EXERCISE :: Word for word, return every record.

------ LISTED RECORDS ------

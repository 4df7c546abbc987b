//! Eduva router — route table, URL recognition, page metadata.
//!
//! The portal declares its pages as a [`RouteTable`] tree; [`recognize`]
//! turns a URL into an activated [`RouteSnapshot`] chain, and
//! [`derive_metadata`] reduces that chain to what the layout renders:
//! heading, breadcrumb trail, document title, and the show-date flag.
//!
//! # Flow
//!
//! ```ignore
//! use eduva_router::{recognize, derive_metadata, RouteDef, RouteTable};
//!
//! let table = RouteTable::new(vec![
//!     RouteDef::new("", "dashboard").heading("Bảng thống kê"),
//!     RouteDef::new("schools", "schools/list")
//!         .heading("Danh sách trường học")
//!         .breadcrumb("Trường học")
//!         .child(RouteDef::new(":id", "schools/detail").breadcrumb("Chi tiết")),
//!     RouteDef::new("**", "not-found"),
//! ]);
//!
//! let snapshot = recognize(&table, "/schools")?;
//! let meta = derive_metadata(&snapshot);
//! assert_eq!(meta.heading, "Danh sách trường học");
//! ```
//!
//! Recognition is first-match-wins in definition order: `:name` segments
//! capture parameters, empty paths group without consuming, `**` is the
//! not-found fallback. Metadata derivation is pure and infallible; absent
//! route data degrades to documented defaults.

pub mod config;
pub mod metadata;
pub mod recognize;

pub use config::{RouteData, RouteDef, RouteTable};
pub use metadata::{
    derive_metadata, BreadcrumbEntry, PageMetadata, DEFAULT_TITLE, HOME_ICON, HOME_LABEL,
    HOME_LINK, TITLE_SUFFIX,
};
pub use recognize::{recognize, MatchedRoute, RecognizeError, RouteSnapshot};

------

EXERCISE RESULT ::
repository 4df7c546abbc987b
//! Eduva router — route table, URL recognition, page metadata.
//!
//! The portal declares its pages as a [`RouteTable`] tree; [`recognize`]
//! turns a URL into an activated [`RouteSnapshot`] chain, and
//! [`derive_metadata`] reduces that chain to what the layout renders:
//! heading, breadcrumb trail, document title, and the show-date flag.
//!
//! # Flow
//!
//! ```ignore
//! use eduva_router::{recognize, derive_metadata, RouteDef, RouteTable};
//!
//! let table = RouteTable::new(vec![
//!     RouteDef::new("", "dashboard").heading("Bảng thống kê"),
//!     RouteDef::new("schools", "schools/list")
//!         .heading("Danh sách trường học")
//!         .breadcrumb("Trường học")
//!         .child(RouteDef::new(":id", "schools/detail").breadcrumb("Chi tiết")),
//!     RouteDef::new("**", "not-found"),
//! ]);
//!
//! let snapshot = recognize(&table, "/schools")?;
//! let meta = derive_metadata(&snapshot);
//! assert_eq!(meta.heading, "Danh sách trường học");
//! ```
//!
//! Recognition is first-match-wins in definition order: `:name` segments
//! capture parameters, empty paths group without consuming, `**` is the
//! not-found fallback. Metadata derivation is pure and infallible; absent
//! route data degrades to documented defaults.

pub mod config;
pub mod metadata;
pub mod recognize;

pub use config::{RouteData, RouteDef, RouteTable};
pub use metadata::{
    derive_metadata, BreadcrumbEntry, PageMetadata, DEFAULT_TITLE, HOME_ICON, HOME_LABEL,
    HOME_LINK, TITLE_SUFFIX,
};
pub use recognize::{recognize, MatchedRoute, RecognizeError, RouteSnapshot};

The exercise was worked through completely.